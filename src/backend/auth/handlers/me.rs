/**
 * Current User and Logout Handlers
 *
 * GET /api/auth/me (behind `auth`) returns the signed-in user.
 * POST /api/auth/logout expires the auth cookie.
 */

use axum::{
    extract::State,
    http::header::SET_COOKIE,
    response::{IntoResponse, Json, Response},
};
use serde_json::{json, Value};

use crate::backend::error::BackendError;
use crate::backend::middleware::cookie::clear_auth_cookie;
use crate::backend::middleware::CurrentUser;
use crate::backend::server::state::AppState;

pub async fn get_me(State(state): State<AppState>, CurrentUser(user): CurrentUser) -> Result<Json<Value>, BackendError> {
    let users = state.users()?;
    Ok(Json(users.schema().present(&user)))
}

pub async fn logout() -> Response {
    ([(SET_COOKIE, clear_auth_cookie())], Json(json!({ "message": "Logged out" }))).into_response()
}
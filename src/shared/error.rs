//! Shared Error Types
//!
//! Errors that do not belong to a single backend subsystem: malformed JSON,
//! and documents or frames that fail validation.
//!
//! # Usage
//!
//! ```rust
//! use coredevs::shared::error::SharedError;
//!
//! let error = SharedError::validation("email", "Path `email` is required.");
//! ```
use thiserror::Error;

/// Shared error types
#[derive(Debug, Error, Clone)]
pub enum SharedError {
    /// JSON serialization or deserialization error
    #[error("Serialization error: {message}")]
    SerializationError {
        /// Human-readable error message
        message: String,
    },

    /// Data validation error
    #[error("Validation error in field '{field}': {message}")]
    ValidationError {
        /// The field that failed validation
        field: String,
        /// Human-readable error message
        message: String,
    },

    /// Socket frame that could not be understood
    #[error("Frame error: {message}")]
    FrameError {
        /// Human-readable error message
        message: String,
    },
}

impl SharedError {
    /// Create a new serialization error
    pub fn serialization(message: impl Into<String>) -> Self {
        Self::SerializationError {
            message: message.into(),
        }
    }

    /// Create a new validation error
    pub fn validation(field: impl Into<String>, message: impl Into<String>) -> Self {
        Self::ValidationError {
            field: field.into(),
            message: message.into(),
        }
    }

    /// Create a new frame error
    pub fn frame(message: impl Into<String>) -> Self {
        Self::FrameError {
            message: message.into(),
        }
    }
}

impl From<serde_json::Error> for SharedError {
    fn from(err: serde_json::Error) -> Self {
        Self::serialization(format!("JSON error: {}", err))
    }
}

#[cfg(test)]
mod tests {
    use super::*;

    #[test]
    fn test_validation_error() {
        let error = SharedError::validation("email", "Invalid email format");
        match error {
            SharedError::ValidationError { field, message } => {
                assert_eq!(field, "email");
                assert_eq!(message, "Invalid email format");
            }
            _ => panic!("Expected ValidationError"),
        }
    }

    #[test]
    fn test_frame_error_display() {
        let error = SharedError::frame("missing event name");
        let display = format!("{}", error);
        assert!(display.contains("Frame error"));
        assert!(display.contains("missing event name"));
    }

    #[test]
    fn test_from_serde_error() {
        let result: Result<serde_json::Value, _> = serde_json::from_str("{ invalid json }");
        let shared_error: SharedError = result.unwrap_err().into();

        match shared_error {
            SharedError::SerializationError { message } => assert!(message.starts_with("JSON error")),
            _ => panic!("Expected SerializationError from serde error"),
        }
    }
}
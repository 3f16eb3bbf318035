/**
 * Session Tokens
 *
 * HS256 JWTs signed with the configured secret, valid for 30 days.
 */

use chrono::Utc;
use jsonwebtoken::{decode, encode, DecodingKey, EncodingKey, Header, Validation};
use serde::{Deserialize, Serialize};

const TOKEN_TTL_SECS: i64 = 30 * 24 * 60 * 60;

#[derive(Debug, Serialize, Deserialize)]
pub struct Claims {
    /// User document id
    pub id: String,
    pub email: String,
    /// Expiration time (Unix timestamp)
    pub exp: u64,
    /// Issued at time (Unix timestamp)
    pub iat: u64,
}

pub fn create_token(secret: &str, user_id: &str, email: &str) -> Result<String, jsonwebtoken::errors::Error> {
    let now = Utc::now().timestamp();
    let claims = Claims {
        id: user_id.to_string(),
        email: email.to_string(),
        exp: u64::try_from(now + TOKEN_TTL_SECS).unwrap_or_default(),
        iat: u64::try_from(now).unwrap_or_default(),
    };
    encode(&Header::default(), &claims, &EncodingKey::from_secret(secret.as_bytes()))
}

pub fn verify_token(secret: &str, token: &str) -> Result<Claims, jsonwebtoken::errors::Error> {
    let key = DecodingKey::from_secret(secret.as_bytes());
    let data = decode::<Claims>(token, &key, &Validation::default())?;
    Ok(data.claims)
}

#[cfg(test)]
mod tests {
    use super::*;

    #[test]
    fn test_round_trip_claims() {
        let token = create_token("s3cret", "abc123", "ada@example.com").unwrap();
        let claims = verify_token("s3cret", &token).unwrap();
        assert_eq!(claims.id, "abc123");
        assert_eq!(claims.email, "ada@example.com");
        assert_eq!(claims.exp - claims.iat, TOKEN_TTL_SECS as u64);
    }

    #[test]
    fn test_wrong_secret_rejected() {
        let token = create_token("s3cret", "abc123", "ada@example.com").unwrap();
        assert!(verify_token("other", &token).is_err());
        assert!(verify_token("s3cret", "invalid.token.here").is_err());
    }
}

→ Try it
Could you restate, word for word, the lines above from the one with "pub async fn logout()" to the one with "or deserialization error", both included?

→ Task response
pub async fn logout() -> Response {
    ([(SET_COOKIE, clear_auth_cookie())], Json(json!({ "message": "Logged out" }))).into_response()
}
filename src/shared/error.rs
//! Shared Error Types
//!
//! Errors that do not belong to a single backend subsystem: malformed JSON,
//! and documents or frames that fail validation.
//!
//! # Usage
//!
//! ```rust
//! use coredevs::shared::error::SharedError;
//!
//! let error = SharedError::validation("email", "Path `email` is required.");
//! ```
use thiserror::Error;

/// Shared error types
#[derive(Debug, Error, Clone)]
pub enum SharedError {
    /// JSON serialization or deserialization error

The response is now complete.